(Raw data begins)
use crate::draw::model::Color;
use crate::draw::surface::DrawSurface;
use egui::{epaint::QuadraticBezierShape, Color32, Pos2, Shape};

#[derive(Debug, Clone, Copy, PartialEq)]
enum PathElement {
    Line { from: (f32, f32), to: (f32, f32) },
    Quad { from: (f32, f32), control: (f32, f32), to: (f32, f32) },
}

#[derive(Debug, Clone, Copy, PartialEq)]
enum Primitive {
    Rect { min: (f32, f32), size: (f32, f32), color: Color },
    Path { element: PathElement, width: f32, color: Color },
    Dot { center: (f32, f32), radius: f32, color: Color },
}

/// Retained surface painted through an [`egui::Painter`].
///
/// Calls are kept in surface pixel space and stretched onto the target rect
/// at paint time, so a low-resolution preview covers the same area as the
/// full-resolution layer.
#[derive(Debug, Clone)]
pub struct EguiSurface {
    size: (u32, u32),
    visible: bool,
    stroke_color: Color,
    stroke_width: f32,
    fill_color: Color,
    pen: Option<(f32, f32)>,
    path: Vec<PathElement>,
    primitives: Vec<Primitive>,
}

impl EguiSurface {
    pub fn new(width: u32, height: u32) -> Self {
        Self {
            size: (width, height),
            visible: true,
            stroke_color: Color::BLACK,
            stroke_width: 1.0,
            fill_color: Color::BLACK,
            pen: None,
            path: Vec::new(),
            primitives: Vec::new(),
        }
    }

    pub fn primitive_count(&self) -> usize {
        self.primitives.len()
    }

    /// Shapes mapped onto `rect`; empty while hidden.
    pub fn shapes(&self, rect: egui::Rect) -> Vec<Shape> {
        if !self.visible || self.size.0 == 0 || self.size.1 == 0 {
            return Vec::new();
        }
        let sx = rect.width() / self.size.0 as f32;
        let sy = rect.height() / self.size.1 as f32;
        let map = |(x, y): (f32, f32)| Pos2::new(rect.min.x + x * sx, rect.min.y + y * sy);

        self.primitives
            .iter()
            .map(|primitive| match *primitive {
                Primitive::Rect { min, size, color } => Shape::rect_filled(
                    egui::Rect::from_min_max(map(min), map((min.0 + size.0, min.1 + size.1))),
                    0.0,
                    color32(color),
                ),
                Primitive::Path {
                    element,
                    width,
                    color,
                } => {
                    let stroke = egui::Stroke::new(width * sx, color32(color));
                    match element {
                        PathElement::Line { from, to } => {
                            Shape::line_segment([map(from), map(to)], stroke)
                        }
                        PathElement::Quad { from, control, to } => {
                            Shape::QuadraticBezier(QuadraticBezierShape::from_points_stroke(
                                [map(from), map(control), map(to)],
                                false,
                                Color32::TRANSPARENT,
                                stroke,
                            ))
                        }
                    }
                }
                Primitive::Dot {
                    center,
                    radius,
                    color,
                } => Shape::circle_filled(map(center), radius * sx, color32(color)),
            })
            .collect()
    }

    pub fn paint(&self, painter: &egui::Painter, rect: egui::Rect) {
        painter.extend(self.shapes(rect));
    }
}

fn color32(color: Color) -> Color32 {
    Color32::from_rgba_unmultiplied(color.r, color.g, color.b, color.a)
}

impl DrawSurface for EguiSurface {
    fn size(&self) -> (u32, u32) {
        self.size
    }

    fn resize(&mut self, width: u32, height: u32) {
        self.size = (width, height);
        self.primitives.clear();
        self.path.clear();
        self.pen = None;
    }

    fn clear(&mut self) {
        self.primitives.clear();
        self.path.clear();
        self.pen = None;
    }

    fn fill_rect(&mut self, x: f32, y: f32, width: f32, height: f32, color: Color) {
        self.primitives.push(Primitive::Rect {
            min: (x, y),
            size: (width, height),
            color,
        });
    }

    fn set_stroke_style(&mut self, color: Color, width: f32) {
        self.stroke_color = color;
        self.stroke_width = width;
    }

    fn set_fill_color(&mut self, color: Color) {
        self.fill_color = color;
    }

    fn begin_path(&mut self) {
        self.path.clear();
        self.pen = None;
    }

    fn move_to(&mut self, x: f32, y: f32) {
        self.pen = Some((x, y));
    }

    fn line_to(&mut self, x: f32, y: f32) {
        if let Some(from) = self.pen {
            self.path.push(PathElement::Line { from, to: (x, y) });
        }
        self.pen = Some((x, y));
    }

    fn quadratic_curve_to(&mut self, cx: f32, cy: f32, x: f32, y: f32) {
        let from = self.pen.unwrap_or((cx, cy));
        self.path.push(PathElement::Quad {
            from,
            control: (cx, cy),
            to: (x, y),
        });
        self.pen = Some((x, y));
    }

    fn stroke(&mut self) {
        let (width, color) = (self.stroke_width, self.stroke_color);
        self.primitives
            .extend(self.path.iter().map(|&element| Primitive::Path {
                element,
                width,
                color,
            }));
    }

    fn fill_circle(&mut self, x: f32, y: f32, radius: f32) {
        self.primitives.push(Primitive::Dot {
            center: (x, y),
            radius,
            color: self.fill_color,
        });
    }

    fn set_visible(&mut self, visible: bool) {
        self.visible = visible;
    }

    fn is_visible(&self) -> bool {
        self.visible
    }
}
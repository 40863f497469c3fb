use std::path::{Path, PathBuf};
use tracing_subscriber::EnvFilter;

/// Initialise logging. Without `debug` the level is pinned to `info`; with it
/// the default is `debug` and `RUST_LOG` may override it.
///
/// When `log_file` is given, output goes to that file instead of stdout.
/// Only the first call in a process installs a subscriber.
pub fn init(debug: bool, log_file: Option<PathBuf>) {
    let filter = if debug {
        EnvFilter::try_from_default_env().unwrap_or_else(|_| EnvFilter::new("debug"))
    } else {
        EnvFilter::new("info")
    };

    let appender = log_file.as_deref().and_then(|path| {
        let file_name = path.file_name()?;
        let dir = path
            .parent()
            .filter(|parent| !parent.as_os_str().is_empty())
            .unwrap_or_else(|| Path::new("."));
        Some(tracing_appender::rolling::never(dir, file_name))
    });

    match appender {
        Some(appender) => {
            let _ = tracing_subscriber::fmt()
                .with_env_filter(filter)
                .with_writer(appender)
                .with_ansi(false)
                .try_init();
        }
        None => {
            let _ = tracing_subscriber::fmt().with_env_filter(filter).try_init();
        }
    }
}
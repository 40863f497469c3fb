pub mod controller;
pub mod egui_surface;
pub mod geometry;
pub mod history;
pub mod input;
pub mod model;
pub mod primitives;
pub mod raster;
pub mod render;
pub mod settings;
pub mod settings_store;
pub mod state;
pub mod surface;

pub use controller::DrawController;
pub use history::{DrawAction, HistoryConfig, HistoryCursor, StrokeHistory};
pub use model::{Chunk, Color, Point, Stroke};
pub use render::{DualResolutionRenderer, RenderSettings, VisibleLayer};
pub use settings::DrawSettings;
pub use surface::{DrawSurface, RecordingSurface};
use serde::{Deserialize, Serialize};

use crate::draw::geometry::DEFAULT_SIMPLIFY_TOLERANCE;
use crate::draw::history::{
    HistoryConfig, DEFAULT_CHUNK_CAPACITY, DEFAULT_MIN_FORCE, MIN_CHUNK_CAPACITY,
};
use crate::draw::input::{InputNormalizer, DEFAULT_PALM_REJECTION_SENSITIVITY};
use crate::draw::model::Color;
use crate::draw::render::{RenderSettings, DEFAULT_RENDER_SCALE, MIN_RENDER_SCALE};

#[derive(Debug, Clone, Serialize, Deserialize, PartialEq)]
pub struct DrawSettings {
    #[serde(default = "default_brush_color")]
    pub brush_color: Color,
    #[serde(default = "default_brush_size")]
    pub brush_size: f32,
    #[serde(default = "default_palm_rejection_sensitivity")]
    pub palm_rejection_sensitivity: f32,
    #[serde(default = "default_min_force")]
    pub min_force: f32,
    #[serde(default = "default_chunk_capacity")]
    pub chunk_capacity: usize,
    #[serde(default = "default_simplify_tolerance")]
    pub simplify_tolerance: f32,
    #[serde(default = "default_render_scale")]
    pub render_scale: f32,
    #[serde(default = "default_background_color")]
    pub background_color: Color,
}

fn default_brush_color() -> Color {
    Color::BLACK
}

fn default_brush_size() -> f32 {
    5.0
}

fn default_palm_rejection_sensitivity() -> f32 {
    DEFAULT_PALM_REJECTION_SENSITIVITY
}

fn default_min_force() -> f32 {
    DEFAULT_MIN_FORCE
}

fn default_chunk_capacity() -> usize {
    DEFAULT_CHUNK_CAPACITY
}

fn default_simplify_tolerance() -> f32 {
    DEFAULT_SIMPLIFY_TOLERANCE
}

fn default_render_scale() -> f32 {
    DEFAULT_RENDER_SCALE
}

fn default_background_color() -> Color {
    Color::WHITE
}

impl Default for DrawSettings {
    fn default() -> Self {
        Self {
            brush_color: default_brush_color(),
            brush_size: default_brush_size(),
            palm_rejection_sensitivity: default_palm_rejection_sensitivity(),
            min_force: default_min_force(),
            chunk_capacity: default_chunk_capacity(),
            simplify_tolerance: default_simplify_tolerance(),
            render_scale: default_render_scale(),
            background_color: default_background_color(),
        }
    }
}

impl DrawSettings {
    /// Pulls out-of-range values back to something usable. Returns `true`
    /// when anything was changed.
    pub fn sanitize(&mut self) -> bool {
        let mut changed = false;

        if !(self.brush_size.is_finite() && self.brush_size > 0.0) {
            tracing::warn!(value = self.brush_size, "brush size must be positive");
            self.brush_size = default_brush_size();
            changed = true;
        }
        if !(self.palm_rejection_sensitivity.is_finite() && self.palm_rejection_sensitivity > 0.0)
        {
            tracing::warn!(
                value = self.palm_rejection_sensitivity,
                "palm rejection sensitivity must be positive"
            );
            self.palm_rejection_sensitivity = default_palm_rejection_sensitivity();
            changed = true;
        }
        if !(self.min_force.is_finite() && self.min_force >= 0.0) {
            tracing::warn!(value = self.min_force, "minimum force must be >= 0");
            self.min_force = default_min_force();
            changed = true;
        }
        if self.chunk_capacity < MIN_CHUNK_CAPACITY {
            tracing::warn!(value = self.chunk_capacity, "chunk capacity below minimum");
            self.chunk_capacity = MIN_CHUNK_CAPACITY;
            changed = true;
        }
        if !(self.simplify_tolerance.is_finite() && self.simplify_tolerance >= 0.0) {
            tracing::warn!(
                value = self.simplify_tolerance,
                "simplify tolerance must be >= 0"
            );
            self.simplify_tolerance = default_simplify_tolerance();
            changed = true;
        }
        if !self.render_scale.is_finite() {
            self.render_scale = default_render_scale();
            changed = true;
        } else if !(self.render_scale > 0.0 && self.render_scale <= 1.0) {
            tracing::warn!(value = self.render_scale, "render scale must be in (0, 1]");
            self.render_scale = self.render_scale.clamp(MIN_RENDER_SCALE, 1.0);
            changed = true;
        }

        changed
    }

    pub fn history_config(&self) -> HistoryConfig {
        HistoryConfig {
            chunk_capacity: self.chunk_capacity,
            min_force: self.min_force,
            simplify_tolerance: self.simplify_tolerance,
        }
    }

    pub fn render_settings(&self) -> RenderSettings {
        RenderSettings {
            scale_factor: self.render_scale,
            background: self.background_color,
            min_force: self.min_force,
        }
    }

    pub fn input_normalizer(&self) -> InputNormalizer {
        InputNormalizer::new(self.palm_rejection_sensitivity)
    }
}
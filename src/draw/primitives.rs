use crate::draw::geometry::midpoint;
use crate::draw::model::{Color, Point, Stroke};
use crate::draw::surface::DrawSurface;

/// Issues the surface calls for one stroke.
///
/// Multi-point strokes become quadratic segments through successive
/// midpoints, each stroked with `brush_size * pressure` of its trailing
/// point. Points below `min_force` are skipped as curve targets. A single
/// point becomes a filled dot of radius `brush_size * pressure / 2`.
pub fn draw_stroke<S: DrawSurface + ?Sized>(surface: &mut S, stroke: &Stroke, min_force: f32) {
    match stroke.points.as_slice() {
        [] => {}
        [dot] => {
            if dot.pressure >= min_force {
                surface.set_fill_color(stroke.color);
                surface.fill_circle(dot.x, dot.y, stroke.brush_size * dot.pressure / 2.0);
            }
        }
        [first, ..] => {
            surface.set_stroke_style(stroke.color, stroke.brush_size);
            surface.begin_path();
            surface.move_to(first.x, first.y);
            for pair in stroke.points.windows(2) {
                let (control, target) = (pair[0], pair[1]);
                if target.pressure < min_force {
                    continue;
                }
                let mid = midpoint(control, target);
                surface.quadratic_curve_to(control.x, control.y, mid.x, mid.y);
                surface.set_stroke_style(stroke.color, stroke.brush_size * target.pressure);
                surface.stroke();
                surface.begin_path();
                surface.move_to(mid.x, mid.y);
            }
        }
    }
}

/// Straight segment used by the live preview.
pub fn draw_line<S: DrawSurface + ?Sized>(
    surface: &mut S,
    from: Point,
    to: Point,
    color: Color,
    width: f32,
) {
    surface.begin_path();
    surface.move_to(from.x, from.y);
    surface.line_to(to.x, to.y);
    surface.set_stroke_style(color, width);
    surface.stroke();
}

#[cfg(test)]
mod tests {
    use super::{draw_line, draw_stroke};
    use crate::draw::model::{Color, Point, Stroke};
    use crate::draw::surface::{RecordingSurface, SurfaceCommand};

    fn stroke(points: Vec<Point>) -> Stroke {
        Stroke {
            color: Color::rgb(10, 20, 30),
            brush_size: 10.0,
            points,
        }
    }

    #[test]
    fn empty_stroke_draws_nothing() {
        let mut surface = RecordingSurface::new(10, 10);
        draw_stroke(&mut surface, &stroke(Vec::new()), 0.0);
        assert!(surface.commands().is_empty());
    }

    #[test]
    fn single_point_becomes_pressure_scaled_dot() {
        let mut surface = RecordingSurface::new(10, 10);
        draw_stroke(&mut surface, &stroke(vec![Point::new(3.0, 4.0, 0.6)]), 0.0);
        assert_eq!(
            surface.commands(),
            &[
                SurfaceCommand::FillColor(Color::rgb(10, 20, 30)),
                SurfaceCommand::FillCircle {
                    x: 3.0,
                    y: 4.0,
                    radius: 3.0
                },
            ]
        );
    }

    #[test]
    fn single_point_below_min_force_is_not_drawn() {
        let mut surface = RecordingSurface::new(10, 10);
        draw_stroke(&mut surface, &stroke(vec![Point::new(3.0, 4.0, 0.1)]), 0.2);
        assert!(surface.commands().is_empty());
    }

    #[test]
    fn segments_curve_through_midpoints_with_trailing_pressure_width() {
        let mut surface = RecordingSurface::new(10, 10);
        let points = vec![
            Point::new(0.0, 0.0, 1.0),
            Point::new(4.0, 0.0, 0.5),
            Point::new(4.0, 4.0, 0.25),
        ];
        draw_stroke(&mut surface, &stroke(points), 0.0);

        let color = Color::rgb(10, 20, 30);
        assert_eq!(
            surface.commands(),
            &[
                SurfaceCommand::StrokeStyle { color, width: 10.0 },
                SurfaceCommand::BeginPath,
                SurfaceCommand::MoveTo { x: 0.0, y: 0.0 },
                SurfaceCommand::QuadraticCurveTo {
                    cx: 0.0,
                    cy: 0.0,
                    x: 2.0,
                    y: 0.0
                },
                SurfaceCommand::StrokeStyle { color, width: 5.0 },
                SurfaceCommand::Stroke,
                SurfaceCommand::BeginPath,
                SurfaceCommand::MoveTo { x: 2.0, y: 0.0 },
                SurfaceCommand::QuadraticCurveTo {
                    cx: 4.0,
                    cy: 0.0,
                    x: 4.0,
                    y: 2.0
                },
                SurfaceCommand::StrokeStyle { color, width: 2.5 },
                SurfaceCommand::Stroke,
                SurfaceCommand::BeginPath,
                SurfaceCommand::MoveTo { x: 4.0, y: 2.0 },
            ]
        );
    }

    #[test]
    fn low_pressure_points_are_skipped_but_drawing_continues() {
        let mut surface = RecordingSurface::new(10, 10);
        let points = vec![
            Point::new(0.0, 0.0, 1.0),
            Point::new(1.0, 0.0, 0.05),
            Point::new(2.0, 0.0, 1.0),
            Point::new(3.0, 0.0, 1.0),
        ];
        draw_stroke(&mut surface, &stroke(points), 0.1);
        assert_eq!(surface.stroke_calls(), 2);
    }

    #[test]
    fn line_is_a_single_stroked_segment() {
        let mut surface = RecordingSurface::new(10, 10);
        draw_line(
            &mut surface,
            Point::new(1.0, 1.0, 1.0),
            Point::new(2.0, 3.0, 1.0),
            Color::BLACK,
            1.5,
        );
        assert_eq!(
            surface.commands(),
            &[
                SurfaceCommand::BeginPath,
                SurfaceCommand::MoveTo { x: 1.0, y: 1.0 },
                SurfaceCommand::LineTo { x: 2.0, y: 3.0 },
                SurfaceCommand::StrokeStyle {
                    color: Color::BLACK,
                    width: 1.5
                },
                SurfaceCommand::Stroke,
            ]
        );
    }
}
(Raw data ends)
> _Aim of the task_
Give the number of lines in the records where the word "match" shows up. Nothing else belongs in the reply.

> _Reply_
4